I recently posted a question reguarding purchasing double ended links
that can be used to make bracelets. Thanks to all who replied. I have
receeived a few pertenant catalogs, however my question is this. How
would a beginner such as myself take a one ended pendant (sterling)
and solder an end to the other side to make a linkable piece? Is
there sterling solder and can I use a common everyday soldering iron?

You probably need to take some classes or workshops so that you can
do “real” silver soldering. The soft solders that are used with
soldering irons are not good on silver. There are videos and books
available if you must teach yourself. Others have done so.

Marilyn Smith

G’day Catherine

 Is   there sterling solder and can I use a common everyday >   

soldering iron? Firstly there are several silver solders all of
differing melting points. All of them have the same silver content as
sterling’ they contain other metals as well as copper to give
different melting points. The one with the lowest melting point melts
at around 450 - 500C, so a flame or something which provides much more
heat than a soldering iron, and a flux like borax. Next - NEVER allow
sterling, fine silver, or any kind of gold to come into contact with
soft lead solder (plumber’s solder, electrician’s solder) It will
completely ruin any piece so that it cannot be worked upon with hard
solders. You will need to get a flame torch with a fine flame for your
work, and use ‘easy’ or ‘extra easy’ hard solders. Don’t let the
rather brassy colour of silver (hard) solders fool you; any kind of
joint must have the two pieces/ends actually touching with no gaps as
hard solders are not gap filling like lead solders. The amount of
silver solder used to join the two ends of a silver ring is about
1.5mm square and 0.3mm thick! If a joint is done properly, the
ordinary ‘bloke in the street’ will have difficulty in finding a join.
I just had a little girl of 11 make herself a ring, and her father
wouldn’t believe it was made from strip she rolled from rod; - he
phoned me to ask if she really had made it from strip! Get a book on
jewellery; I recommend Tim McCreight’s “The Complete Metalsmith” Very
cheap, excellent teaching pictures and text, you’ll love it! Cheers
and all the best. – John Burgess; @John_Burgess2 of Mapua Nelson

Hello Catherine,

For the most part John Burgess is right. However, Sterling silver
contains 92.5% silver and 7.5% copper. Silver solders contain less
silver. As the percentage of silver is decreased, the melting
temperature is also decreased. The following list was copied from a
table printed in the Indian Jewelers Supply Company catalog. The first
two on the list will make a light yellow joint. It is best not to use
them on silver. The 70% has the best color match for sterling.

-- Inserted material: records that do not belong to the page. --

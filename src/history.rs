//! Recent searches, most recent first, mirrored to browser storage.
//!
//! The stored form is a JSON array of query keys in one named slot. A slot
//! that cannot be read or parsed is treated as empty history; a failed write
//! is logged and the in-memory list stays authoritative for the session.

use log::{error, info, warn};
use serde::{Deserialize, Serialize};
use std::cell::RefCell;
use std::collections::HashMap;
use std::rc::Rc;

use crate::config::SearchConfig;
use crate::error::{HistoryError, QueryKeyError};
use crate::query::{FilterSet, QueryKey};

/// What `record` does with a key that is already in the list.
#[derive(Debug, Clone, Copy, Default, PartialEq, Eq, Serialize, Deserialize)]
#[serde(rename_all = "snake_case")]
pub enum HistoryPolicy {
    /// Leave the list untouched.
    #[default]
    KeepPosition,
    /// Move the existing entry to the front.
    MoveToFront,
}

/// Durable string slots (browser `localStorage` in the page).
pub trait HistoryStorage {
    fn read(&self, slot: &str) -> Result<Option<String>, HistoryError>;
    fn write(&self, slot: &str, value: &str) -> Result<(), HistoryError>;
}

/// `window.localStorage`.
#[derive(Debug, Clone, Copy, Default)]
pub struct LocalStorage;

impl LocalStorage {
    fn storage() -> Result<web_sys::Storage, HistoryError> {
        gloo_utils::window()
            .local_storage()
            .map_err(|e| HistoryError::Storage(format!("{:?}", e)))?
            .ok_or(HistoryError::Unavailable)
    }
}

impl HistoryStorage for LocalStorage {
    fn read(&self, slot: &str) -> Result<Option<String>, HistoryError> {
        Self::storage()?
            .get_item(slot)
            .map_err(|e| HistoryError::Storage(format!("{:?}", e)))
    }

    fn write(&self, slot: &str, value: &str) -> Result<(), HistoryError> {
        Self::storage()?
            .set_item(slot, value)
            .map_err(|e| HistoryError::Storage(format!("{:?}", e)))
    }
}

/// In-memory slots. Clones share contents, so a test can keep a handle and
/// inspect what was persisted.
#[derive(Debug, Clone, Default)]
pub struct MemoryStorage {
    slots: Rc<RefCell<HashMap<String, String>>>,
}

impl MemoryStorage {
    pub fn new() -> Self {
        Self::default()
    }

    pub fn with_slot(self, slot: &str, value: &str) -> Self {
        self.slots
            .borrow_mut()
            .insert(slot.to_string(), value.to_string());
        self
    }

    pub fn get(&self, slot: &str) -> Option<String> {
        self.slots.borrow().get(slot).cloned()
    }
}

impl HistoryStorage for MemoryStorage {
    fn read(&self, slot: &str) -> Result<Option<String>, HistoryError> {
        Ok(self.get(slot))
    }

    fn write(&self, slot: &str, value: &str) -> Result<(), HistoryError> {
        self.slots
            .borrow_mut()
            .insert(slot.to_string(), value.to_string());
        Ok(())
    }
}

pub struct SearchHistory {
    entries: Vec<QueryKey>,
    limit: usize,
    policy: HistoryPolicy,
    slot: String,
    storage: Box<dyn HistoryStorage>,
}

impl SearchHistory {
    /// Load the list from `storage`. Malformed content yields an empty history.
    pub fn load(storage: Box<dyn HistoryStorage>, config: &SearchConfig) -> Self {
        let mut entries = match read_entries(storage.as_ref(), &config.history_slot) {
            Ok(entries) => entries,
            Err(e) => {
                error!("Error parsing search history: {}", e);
                Vec::new()
            }
        };
        entries.truncate(config.history_limit);

        Self {
            entries,
            limit: config.history_limit,
            policy: config.history_policy,
            slot: config.history_slot.clone(),
            storage,
        }
    }

    pub fn entries(&self) -> &[QueryKey] {
        &self.entries
    }

    pub fn len(&self) -> usize {
        self.entries.len()
    }

    pub fn is_empty(&self) -> bool {
        self.entries.is_empty()
    }

    pub fn contains(&self, key: &QueryKey) -> bool {
        self.entries.contains(key)
    }

    /// Record a successful search. Returns whether the list changed.
    pub fn record(&mut self, key: QueryKey) -> bool {
        match self.entries.iter().position(|k| *k == key) {
            Some(_) if self.policy == HistoryPolicy::KeepPosition => return false,
            Some(0) => return false,
            Some(idx) => {
                let existing = self.entries.remove(idx);
                self.entries.insert(0, existing);
            }
            None => {
                info!("Recording search `{}`", key);
                self.entries.insert(0, key);
                self.entries.truncate(self.limit);
            }
        }
        self.persist();
        true
    }

    /// Filters for a clicked history entry.
    pub fn selection(&self, key: &QueryKey) -> Result<FilterSet, QueryKeyError> {
        key.decode()
    }

    pub fn remove(&mut self, key: &QueryKey) -> bool {
        let before = self.entries.len();
        self.entries.retain(|k| k != key);
        let changed = self.entries.len() != before;
        if changed {
            self.persist();
        }
        changed
    }

    pub fn clear(&mut self) {
        self.entries.clear();
        self.persist();
    }

    fn persist(&self) {
        let result = serde_json::to_string(&self.entries)
            .map_err(HistoryError::from)
            .and_then(|json| self.storage.write(&self.slot, &json));
        if let Err(e) = result {
            warn!("Could not persist search history: {}", e);
        }
    }
}

fn read_entries(
    storage: &dyn HistoryStorage,
    slot: &str,
) -> Result<Vec<QueryKey>, HistoryError> {
    match storage.read(slot)? {
        Some(raw) => Ok(serde_json::from_str(&raw)?),
        None => Ok(Vec::new()),
    }
}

Easy-Flo #30 contains 30% silver, 27% copper, 23% zinc and 20%
cadmium it melts at 1125 ?F (605?C) and flows at 1145 ?F (710?C).
Easy-Flo #45 contains 45% silver, 15% copper, 16% zinc and 24%
cadmium it melts at 1125 ?F (605?C) and flows at 1310 ?F (620?C). Braze
560 contains 56% silver, 22% copper, 17% zinc and 5% tin it melts at
1145 ?F (620?C) and flows at 1205 ?F (650?C). Braze 650 contains 65%
silver, 20% copper, 15% zinc it melts at 1240 ?F (670?C) and flows at
1325 ?F (720?C). Braze 700 contains 70% silver, 20% copper, 10% zinc
it melts at 1275 ?F (690?C) and flows at 1360 ?F (740?C). Braze 750
contains 75% silver, 22% copper, 3% zinc it melts at 1365 ?F (740?C)
and flows at 1450 ?F (790?C).

There several other formulas for silver solder.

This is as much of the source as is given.